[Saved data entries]
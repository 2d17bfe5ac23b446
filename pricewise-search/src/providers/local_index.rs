//! In-process vector index over catalog entries.
//!
//! Documents and queries are embedded by feature hashing: every word and
//! every character trigram of a word is hashed into a fixed-size vector,
//! which is then L2-normalized. Similarity is the cosine between the query
//! vector and each document vector. No model files or network are needed,
//! and spelling variants like `"tomatoes"` still land near `"tomato"`.

use std::collections::hash_map::DefaultHasher;
use std::hash::{Hash, Hasher};

use async_trait::async_trait;
use serde::{Deserialize, Serialize};

use crate::catalog::{self, CatalogEntry};
use crate::error::{ProviderError, SearchError};
use crate::provider::Provider;
use crate::types::{Capability, Query, RawRecord};

/// Local index settings.
#[derive(Debug, Clone, PartialEq, Serialize, Deserialize)]
#[serde(default)]
pub struct LocalIndexConfig {
    /// Embedding width.
    pub dimensions: usize,
    /// Minimum cosine similarity for a hit.
    pub min_similarity: f32,
    /// Maximum hits returned.
    pub top_k: usize,
}

impl Default for LocalIndexConfig {
    fn default() -> Self {
        Self {
            dimensions: 512,
            min_similarity: 0.2,
            top_k: 10,
        }
    }
}

impl LocalIndexConfig {
    /// Validates this config.
    pub fn validate(&self) -> Result<(), SearchError> {
        if self.dimensions == 0 {
            return Err(SearchError::Config("dimensions must be greater than 0".into()));
        }
        if !(0.0..=1.0).contains(&self.min_similarity) {
            return Err(SearchError::Config(
                "min_similarity must be between 0.0 and 1.0".into(),
            ));
        }
        if self.top_k == 0 {
            return Err(SearchError::Config("top_k must be greater than 0".into()));
        }
        Ok(())
    }
}

struct IndexedEntry {
    entry: CatalogEntry,
    vector: Vec<f32>,
}

/// Semantic search over an in-memory catalog.
pub struct LocalIndexProvider {
    config: LocalIndexConfig,
    entries: Vec<IndexedEntry>,
}

impl std::fmt::Debug for LocalIndexProvider {
    fn fmt(&self, f: &mut std::fmt::Formatter<'_>) -> std::fmt::Result {
        f.debug_struct("LocalIndexProvider")
            .field("config", &self.config)
            .field("entries", &self.entries.len())
            .finish()
    }
}

impl LocalIndexProvider {
    /// Provider name.
    pub const NAME: &'static str = "local_index";

    /// Index `entries`.
    ///
    /// # Errors
    ///
    /// Returns [`SearchError::Config`] if `config` is invalid.
    pub fn new(config: LocalIndexConfig, entries: Vec<CatalogEntry>) -> Result<Self, SearchError> {
        config.validate()?;
        let entries = entries
            .into_iter()
            .map(|entry| IndexedEntry {
                vector: embed(&entry.document(), config.dimensions),
                entry,
            })
            .collect::<Vec<_>>();
        tracing::info!(
            documents = entries.len(),
            dimensions = config.dimensions,
            "local index built"
        );
        Ok(Self { config, entries })
    }

    /// Index the built-in catalog.
    ///
    /// # Errors
    ///
    /// Returns [`SearchError::Config`] if `config` is invalid.
    pub fn with_builtin(config: LocalIndexConfig) -> Result<Self, SearchError> {
        Self::new(config, catalog::builtin())
    }

    /// Number of indexed documents.
    pub fn len(&self) -> usize {
        self.entries.len()
    }

    /// Returns `true` if nothing is indexed.
    pub fn is_empty(&self) -> bool {
        self.entries.is_empty()
    }

    /// Entries scoring at least `min_similarity`, best first, at most `top_k`.
    pub fn nearest(&self, text: &str) -> Vec<(f32, &CatalogEntry)> {
        let query = embed(text, self.config.dimensions);
        let mut hits: Vec<(f32, &CatalogEntry)> = self
            .entries
            .iter()
            .map(|indexed| (cosine(&query, &indexed.vector), &indexed.entry))
            .filter(|(score, _)| *score >= self.config.min_similarity)
            .collect();
        hits.sort_by(|a, b| b.0.total_cmp(&a.0).then_with(|| a.1.id.cmp(&b.1.id)));
        hits.truncate(self.config.top_k);
        hits
    }
}

#[async_trait]
impl Provider for LocalIndexProvider {
    fn name(&self) -> &str {
        Self::NAME
    }

    fn capabilities(&self) -> &[Capability] {
        &[Capability::SemanticIndex]
    }

    async fn search(&self, query: &Query) -> Result<Vec<RawRecord>, ProviderError> {
        if self.entries.is_empty() {
            return Err(ProviderError::Unavailable("local index is empty".into()));
        }
        let text = match query.quantity() {
            Some(quantity) => format!("{} {quantity}", query.text()),
            None => query.text().to_string(),
        };
        let hits = self.nearest(&text);
        tracing::debug!(count = hits.len(), "local index hits");
        Ok(hits
            .into_iter()
            .map(|(score, entry)| {
                let mut record = entry.to_record();
                if let Some(body) = record.body.as_object_mut() {
                    body.insert("similarity".into(), serde_json::json!(score));
                }
                record
            })
            .collect())
    }

    fn fallback(&self, query: &Query) -> Option<Vec<RawRecord>> {
        let entries: Vec<CatalogEntry> = self.entries.iter().map(|i| i.entry.clone()).collect();
        Some(
            catalog::find(&entries, query)
                .into_iter()
                .take(self.config.top_k)
                .map(CatalogEntry::to_record)
                .collect(),
        )
    }
}

/// Feature-hashed, L2-normalized embedding of `text`.
pub fn embed(text: &str, dimensions: usize) -> Vec<f32> {
    let mut vector = vec![0.0_f32; dimensions];
    let lower = text.to_lowercase();
    for word in lower.split(|c: char| !c.is_alphanumeric()).filter(|w| !w.is_empty()) {
        vector[bucket(word, dimensions)] += 1.0;
        let padded: Vec<char> = format!("#{word}#").chars().collect();
        for trigram in padded.windows(3) {
            let gram: String = trigram.iter().collect();
            vector[bucket(&gram, dimensions)] += 1.0;
        }
    }

    let norm = vector.iter().map(|v| v * v).sum::<f32>().sqrt();
    if norm > 0.0 {
        for v in &mut vector {
            *v /= norm;
        }
    }
    vector
}

/// Cosine of two normalized vectors.
pub fn cosine(a: &[f32], b: &[f32]) -> f32 {
    a.iter().zip(b).map(|(x, y)| x * y).sum()
}

fn bucket(feature: &str, dimensions: usize) -> usize {
    let mut hasher = DefaultHasher::new();
    feature.hash(&mut hasher);
    (hasher.finish() % dimensions as u64) as usize
}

#### TASK PROMPT:
Set down every record above exactly as given.

#### EXERCISE ANSWER:
repository 2d17bfe5ac23b446
filename pricewise-search/src/providers/local_index.rs
//! In-process vector index over catalog entries.
//!
//! Documents and queries are embedded by feature hashing: every word and
//! every character trigram of a word is hashed into a fixed-size vector,
//! which is then L2-normalized. Similarity is the cosine between the query
//! vector and each document vector. No model files or network are needed,
//! and spelling variants like `"tomatoes"` still land near `"tomato"`.

use std::collections::hash_map::DefaultHasher;
use std::hash::{Hash, Hasher};

use async_trait::async_trait;
use serde::{Deserialize, Serialize};

use crate::catalog::{self, CatalogEntry};
use crate::error::{ProviderError, SearchError};
use crate::provider::Provider;
use crate::types::{Capability, Query, RawRecord};

/// Local index settings.
#[derive(Debug, Clone, PartialEq, Serialize, Deserialize)]
#[serde(default)]
pub struct LocalIndexConfig {
    /// Embedding width.
    pub dimensions: usize,
    /// Minimum cosine similarity for a hit.
    pub min_similarity: f32,
    /// Maximum hits returned.
    pub top_k: usize,
}

impl Default for LocalIndexConfig {
    fn default() -> Self {
        Self {
            dimensions: 512,
            min_similarity: 0.2,
            top_k: 10,
        }
    }
}

impl LocalIndexConfig {
    /// Validates this config.
    pub fn validate(&self) -> Result<(), SearchError> {
        if self.dimensions == 0 {
            return Err(SearchError::Config("dimensions must be greater than 0".into()));
        }
        if !(0.0..=1.0).contains(&self.min_similarity) {
            return Err(SearchError::Config(
                "min_similarity must be between 0.0 and 1.0".into(),
            ));
        }
        if self.top_k == 0 {
            return Err(SearchError::Config("top_k must be greater than 0".into()));
        }
        Ok(())
    }
}

struct IndexedEntry {
    entry: CatalogEntry,
    vector: Vec<f32>,
}

/// Semantic search over an in-memory catalog.
pub struct LocalIndexProvider {
    config: LocalIndexConfig,
    entries: Vec<IndexedEntry>,
}

impl std::fmt::Debug for LocalIndexProvider {
    fn fmt(&self, f: &mut std::fmt::Formatter<'_>) -> std::fmt::Result {
        f.debug_struct("LocalIndexProvider")
            .field("config", &self.config)
            .field("entries", &self.entries.len())
            .finish()
    }
}

impl LocalIndexProvider {
    /// Provider name.
    pub const NAME: &'static str = "local_index";

    /// Index `entries`.
    ///
    /// # Errors
    ///
    /// Returns [`SearchError::Config`] if `config` is invalid.
    pub fn new(config: LocalIndexConfig, entries: Vec<CatalogEntry>) -> Result<Self, SearchError> {
        config.validate()?;
        let entries = entries
            .into_iter()
            .map(|entry| IndexedEntry {
                vector: embed(&entry.document(), config.dimensions),
                entry,
            })
            .collect::<Vec<_>>();
        tracing::info!(
            documents = entries.len(),
            dimensions = config.dimensions,
            "local index built"
        );
        Ok(Self { config, entries })
    }

    /// Index the built-in catalog.
    ///
    /// # Errors
    ///
    /// Returns [`SearchError::Config`] if `config` is invalid.
    pub fn with_builtin(config: LocalIndexConfig) -> Result<Self, SearchError> {
        Self::new(config, catalog::builtin())
    }

    /// Number of indexed documents.
    pub fn len(&self) -> usize {
        self.entries.len()
    }

    /// Returns `true` if nothing is indexed.
    pub fn is_empty(&self) -> bool {
        self.entries.is_empty()
    }

    /// Entries scoring at least `min_similarity`, best first, at most `top_k`.
    pub fn nearest(&self, text: &str) -> Vec<(f32, &CatalogEntry)> {
        let query = embed(text, self.config.dimensions);
        let mut hits: Vec<(f32, &CatalogEntry)> = self
            .entries
            .iter()
            .map(|indexed| (cosine(&query, &indexed.vector), &indexed.entry))
            .filter(|(score, _)| *score >= self.config.min_similarity)
            .collect();
        hits.sort_by(|a, b| b.0.total_cmp(&a.0).then_with(|| a.1.id.cmp(&b.1.id)));
        hits.truncate(self.config.top_k);
        hits
    }
}

#[async_trait]
impl Provider for LocalIndexProvider {
    fn name(&self) -> &str {
        Self::NAME
    }

    fn capabilities(&self) -> &[Capability] {
        &[Capability::SemanticIndex]
    }

    async fn search(&self, query: &Query) -> Result<Vec<RawRecord>, ProviderError> {
        if self.entries.is_empty() {
            return Err(ProviderError::Unavailable("local index is empty".into()));
        }
        let text = match query.quantity() {
            Some(quantity) => format!("{} {quantity}", query.text()),
            None => query.text().to_string(),
        };
        let hits = self.nearest(&text);
        tracing::debug!(count = hits.len(), "local index hits");
        Ok(hits
            .into_iter()
            .map(|(score, entry)| {
                let mut record = entry.to_record();
                if let Some(body) = record.body.as_object_mut() {
                    body.insert("similarity".into(), serde_json::json!(score));
                }
                record
            })
            .collect())
    }

    fn fallback(&self, query: &Query) -> Option<Vec<RawRecord>> {
        let entries: Vec<CatalogEntry> = self.entries.iter().map(|i| i.entry.clone()).collect();
        Some(
            catalog::find(&entries, query)
                .into_iter()
                .take(self.config.top_k)
                .map(CatalogEntry::to_record)
                .collect(),
        )
    }
}

/// Feature-hashed, L2-normalized embedding of `text`.
pub fn embed(text: &str, dimensions: usize) -> Vec<f32> {
    let mut vector = vec![0.0_f32; dimensions];
    let lower = text.to_lowercase();
    for word in lower.split(|c: char| !c.is_alphanumeric()).filter(|w| !w.is_empty()) {
        vector[bucket(word, dimensions)] += 1.0;
        let padded: Vec<char> = format!("#{word}#").chars().collect();
        for trigram in padded.windows(3) {
            let gram: String = trigram.iter().collect();
            vector[bucket(&gram, dimensions)] += 1.0;
        }
    }

    let norm = vector.iter().map(|v| v * v).sum::<f32>().sqrt();
    if norm > 0.0 {
        for v in &mut vector {
            *v /= norm;
        }
    }
    vector
}

/// Cosine of two normalized vectors.
pub fn cosine(a: &[f32], b: &[f32]) -> f32 {
    a.iter().zip(b).map(|(x, y)| x * y).sum()
}

fn bucket(feature: &str, dimensions: usize) -> usize {
    let mut hasher = DefaultHasher::new();
    feature.hash(&mut hasher);
    (hasher.finish() % dimensions as u64) as usize
}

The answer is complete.